Dana Esposito was heading home from a 12-hour shift in the Golisano Children’s Hospital neonatal intensive care unit (NICU) as part of her capstone project when she noticed a few cars pulled over in the median of the highway.
Esposito spotted some people wearing scrubs and assumed it was a medical emergency. She immediately wanted to help — but hesitated. She was still a Brockport nursing student. Graduation was only weeks away, but was she really qualified to assist?
Her desire to help prevailed, and Esposito pulled over. She explained to those assembled that she was a nursing student. Esposito sensed concern over her inexperience but was asked to perform chest compressions on an unconscious patient.
CPR wasn’t working. An off-duty fire lieutenant who had taken charge of the scene suggested searching the person’s car for evidence of a drug overdose. A pipe was found. Esposito spoke up.
“I have Narcan in my car,” she said.
The fire lieutenant seemed surprised and asked her to administer it immediately.
“It’s funny, because when I walked up to the scene and said I was a student, I don’t think they thought much of me,” Esposito said. “When I said I had Narcan, they thought I was the MVP.”
Esposito shot the spray up the man’s nose. His face was purple. His hands were even more purple. And while Esposito believes she appeared calm on the outside, she was shaking on the inside.
Finally, a pulse was detected. Chest compressions stopped, but the group continued to aid the patient’s breathing. Seven minutes after the Narcan was administered, medical personnel arrived and took over.
Esposito, her scrubs muddy and wet from the grass and her white sneakers caked in mud, stood and composed herself — finally noticing the scene around her. Dozens of police officers and medical personnel were on hand. Traffic had slowed on each side of the highway as drivers craned their necks.
The fire lieutenant tapped Esposito on the shoulder and asked her to turn around. The patient’s eyes were open, and he appeared alert as he was loaded into an ambulance.
Esposito remembers the lieutenant saying, “Pretty cool, huh? If you didn’t have Narcan, this would have been a much worse situation.”
She wouldn’t have had the Narcan kit if she hadn’t taken the Community Health class offered by Brockport’s nursing program last semester. Representatives from the Monroe County Health Department visited the class to explain how prevalent overdoses are and how essential Narcan is to saving lives.

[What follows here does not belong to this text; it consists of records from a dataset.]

use crate::domain::briefing::Briefing;
use chrono::{DateTime, Duration, Utc};
use std::collections::HashMap;
use std::sync::Arc;
use tokio::sync::Mutex;
use uuid::Uuid;

pub const DEFAULT_SESSION_TTL_SECS: u64 = 24 * 3600;

/// Per-visitor state, passed explicitly into every command.
#[derive(Debug, Clone)]
pub struct SessionContext {
    pub id: Uuid,
    pub logged_in_user: Option<String>,
    briefing: Option<(Briefing, DateTime<Utc>)>,
    expires_at: DateTime<Utc>,
}

impl SessionContext {
    pub fn new(now: DateTime<Utc>, ttl: Duration) -> Self {
        Self {
            id: Uuid::new_v4(),
            logged_in_user: None,
            briefing: None,
            expires_at: now + ttl,
        }
    }

    pub fn is_expired(&self, now: DateTime<Utc>) -> bool {
        now >= self.expires_at
    }

    /// The last briefing shown in this session, if it has not outlived `expires_at`.
    pub fn briefing(&self, now: DateTime<Utc>) -> Option<&Briefing> {
        match &self.briefing {
            Some((b, expires_at)) if now < *expires_at => Some(b),
            _ => None,
        }
    }

    pub fn set_briefing(&mut self, briefing: Briefing, expires_at: DateTime<Utc>) {
        self.briefing = Some((briefing, expires_at));
    }

    fn touch(&mut self, now: DateTime<Utc>, ttl: Duration) {
        self.expires_at = now + ttl;
    }
}

/// A session shared between overlapping requests that carry the same id. Holding its lock
/// for a whole command serializes them, so no request overwrites another's changes.
pub type SharedSession = Arc<Mutex<SessionContext>>;

/// In-memory session registry.
#[derive(Debug)]
pub struct SessionStore {
    ttl: Duration,
    sessions: Mutex<HashMap<Uuid, SharedSession>>,
}

impl SessionStore {
    pub fn new(ttl_secs: u64) -> Self {
        Self {
            ttl: super::ttl_duration(ttl_secs),
            sessions: Mutex::new(HashMap::new()),
        }
    }

    /// Existing live session for `id`, or a fresh registered one with a new id.
    pub async fn checkout(&self, id: Option<Uuid>, now: DateTime<Utc>) -> SharedSession {
        let mut sessions = self.sessions.lock().await;
        // A session locked by a running command is in use, hence live.
        sessions.retain(|_, shared| match shared.try_lock() {
            Ok(ctx) => !ctx.is_expired(now),
            Err(_) => true,
        });

        if let Some(shared) = id.and_then(|id| sessions.get(&id)) {
            if let Ok(mut ctx) = shared.try_lock() {
                ctx.touch(now, self.ttl);
            }
            return Arc::clone(shared);
        }

        let ctx = SessionContext::new(now, self.ttl);
        let id = ctx.id;
        let shared = Arc::new(Mutex::new(ctx));
        sessions.insert(id, Arc::clone(&shared));
        shared
    }

    pub async fn len(&self) -> usize {
        self.sessions.lock().await.len()
    }
}
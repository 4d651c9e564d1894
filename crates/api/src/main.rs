use axum::{
    extract::State,
    http::{HeaderMap, HeaderValue, StatusCode},
    response::{IntoResponse, Response},
    routing::{get, post},
    Json, Router,
};
use serde::Serialize;
use std::sync::Arc;
use tower_http::cors::CorsLayer;
use tower_http::trace::TraceLayer;
use tracing_subscriber::EnvFilter;
use tracing_subscriber::{layer::SubscriberExt, util::SubscriberInitExt};
use uuid::Uuid;

use econbrief_core::app::command::{Command, CommandError, CommandOutcome};
use econbrief_core::app::session::{SessionStore, DEFAULT_SESSION_TTL_SECS};
use econbrief_core::app::App;
use econbrief_core::domain::briefing::Briefing;
use econbrief_core::domain::quote::DataUnavailable;

const SESSION_HEADER: &str = "x-session-id";

#[tokio::main]
async fn main() -> anyhow::Result<()> {
    dotenvy::dotenv().ok();

    let settings = econbrief_core::config::Settings::from_env()?;
    let _sentry_guard = init_sentry(&settings);

    tracing_subscriber::registry()
        .with(EnvFilter::from_default_env())
        .with(tracing_subscriber::fmt::layer())
        .with(sentry_tracing::layer())
        .init();

    let app = App::from_settings(&settings)?;
    let sessions = SessionStore::new(settings.session_ttl_secs.unwrap_or(DEFAULT_SESSION_TTL_SECS));

    let state = AppState {
        app: Arc::new(app),
        sessions: Arc::new(sessions),
    };

    let router = Router::new()
        .route("/healthz", get(healthz))
        .route("/api/commands", post(run_command))
        .route("/api/briefing", get(get_briefing))
        .with_state(state)
        .layer(CorsLayer::permissive())
        .layer(TraceLayer::new_for_http());

    let port: u16 = std::env::var("PORT")
        .ok()
        .and_then(|v| v.parse().ok())
        .unwrap_or(3000);
    let addr = std::net::SocketAddr::from(([0, 0, 0, 0], port));

    tracing::info!(%addr, "api listening");

    let listener = tokio::net::TcpListener::bind(addr).await?;
    axum::serve(listener, router)
        .with_graceful_shutdown(shutdown_signal())
        .await?;

    Ok(())
}

async fn healthz() -> &'static str {
    "ok"
}

#[derive(Clone)]
struct AppState {
    app: Arc<App>,
    sessions: Arc<SessionStore>,
}

#[derive(Debug, Serialize)]
struct CommandResponse {
    session_id: Uuid,
    #[serde(flatten)]
    outcome: CommandOutcome,
}

#[derive(Debug, Serialize)]
struct ErrorBody {
    session_id: Uuid,
    error: String,
}

fn session_id(headers: &HeaderMap) -> Option<Uuid> {
    headers
        .get(SESSION_HEADER)
        .and_then(|v| v.to_str().ok())
        .and_then(|v| Uuid::parse_str(v.trim()).ok())
}

fn with_session_header(session_id: Uuid, mut response: Response) -> Response {
    if let Ok(value) = HeaderValue::from_str(&session_id.to_string()) {
        response.headers_mut().insert(SESSION_HEADER, value);
    }
    response
}

async fn run_command(
    State(state): State<AppState>,
    headers: HeaderMap,
    Json(command): Json<Command>,
) -> Response {
    let now = chrono::Utc::now();
    let session = state.sessions.checkout(session_id(&headers), now).await;
    // Held until the command finishes; requests on the same session run one at a time.
    let mut ctx = session.lock().await;
    let id = ctx.id;

    let result = state.app.handle(&mut ctx, command).await;
    drop(ctx);

    let response = match result {
        Ok(outcome) => Json(CommandResponse {
            session_id: id,
            outcome,
        })
        .into_response(),
        Err(err) => {
            let status = status_for(&err);
            if status.is_server_error() {
                sentry_anyhow::capture_anyhow(&err);
                tracing::error!(session = %id, error = %format!("{err:#}"), "command failed");
            } else {
                tracing::info!(session = %id, error = %err, "command rejected");
            }
            (
                status,
                Json(ErrorBody {
                    session_id: id,
                    error: user_message(&err),
                }),
            )
                .into_response()
        }
    };

    with_session_header(id, response)
}

async fn get_briefing(State(state): State<AppState>, headers: HeaderMap) -> Result<Json<Briefing>, StatusCode> {
    let now = chrono::Utc::now();
    let session = state.sessions.checkout(session_id(&headers), now).await;
    let briefing = session.lock().await.briefing(now).cloned();
    briefing.map(Json).ok_or(StatusCode::NOT_FOUND)
}

fn status_for(err: &anyhow::Error) -> StatusCode {
    match err.downcast_ref::<CommandError>() {
        Some(CommandError::Unauthorized) => StatusCode::UNAUTHORIZED,
        Some(CommandError::BroadcastDisabled) => StatusCode::FORBIDDEN,
        Some(CommandError::NoBriefing) => StatusCode::CONFLICT,
        Some(CommandError::Signup(_)) => StatusCode::UNPROCESSABLE_ENTITY,
        Some(CommandError::Unavailable(_)) => StatusCode::SERVICE_UNAVAILABLE,
        None if err.chain().any(|e| e.is::<DataUnavailable>()) => StatusCode::BAD_GATEWAY,
        None => StatusCode::INTERNAL_SERVER_ERROR,
    }
}

fn user_message(err: &anyhow::Error) -> String {
    match err.downcast_ref::<CommandError>() {
        Some(rejection) => rejection.to_string(),
        None => format!("요청을 처리하지 못했습니다: {err:#}"),
    }
}

async fn shutdown_signal() {
    let _ = tokio::signal::ctrl_c().await;
}

fn init_sentry(settings: &econbrief_core::config::Settings) -> Option<sentry::ClientInitGuard> {
    let dsn = settings.sentry_dsn.as_deref()?;
    Some(sentry::init((
        dsn,
        sentry::ClientOptions {
            release: sentry::release_name!(),
            ..Default::default()
        },
    )))
}

#[cfg(test)]
mod tests {
    use super::*;

    #[test]
    fn rejections_map_to_client_errors() {
        let err: anyhow::Error = CommandError::Unauthorized.into();
        assert_eq!(status_for(&err), StatusCode::UNAUTHORIZED);

        let err: anyhow::Error = CommandError::NoBriefing.into();
        assert_eq!(status_for(&err), StatusCode::CONFLICT);
        assert_eq!(user_message(&err), CommandError::NoBriefing.to_string());
    }

    #[test]
    fn upstream_gaps_are_bad_gateway() {
        let err = anyhow::Error::new(DataUnavailable {
            symbol: "^VIX".to_string(),
            closes: 1,
            detail: "fewer than two closes",
        })
        .context("quote fetch failed for Vix");
        assert_eq!(status_for(&err), StatusCode::BAD_GATEWAY);

        assert_eq!(status_for(&anyhow::anyhow!("boom")), StatusCode::INTERNAL_SERVER_ERROR);
    }

    #[test]
    fn session_header_is_parsed_leniently() {
        let id = Uuid::new_v4();
        let mut headers = HeaderMap::new();
        headers.insert(SESSION_HEADER, HeaderValue::from_str(&format!(" {id} ")).unwrap());
        assert_eq!(session_id(&headers), Some(id));

        headers.insert(SESSION_HEADER, HeaderValue::from_static("not-a-uuid"));
        assert_eq!(session_id(&headers), None);
    }
}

At the end of the training, each student was issued a kit.
That morning in mid-July has been a life-changing experience for Esposito, who accepted a full-time position in the Golisano Children’s Hospital NICU even before she graduated in early August.
She has received a ton of gratitude and praise from her faculty, family, friends — and even the Monroe County Commissioner of Public Health.
“Fifteen months ago (when she started the BS to BSN program), I wouldn’t have been capable of doing any of this,” said Esposito. “Leaving the scene, I just couldn’t believe that I was actually capable of making that big of a difference in someone’s life.”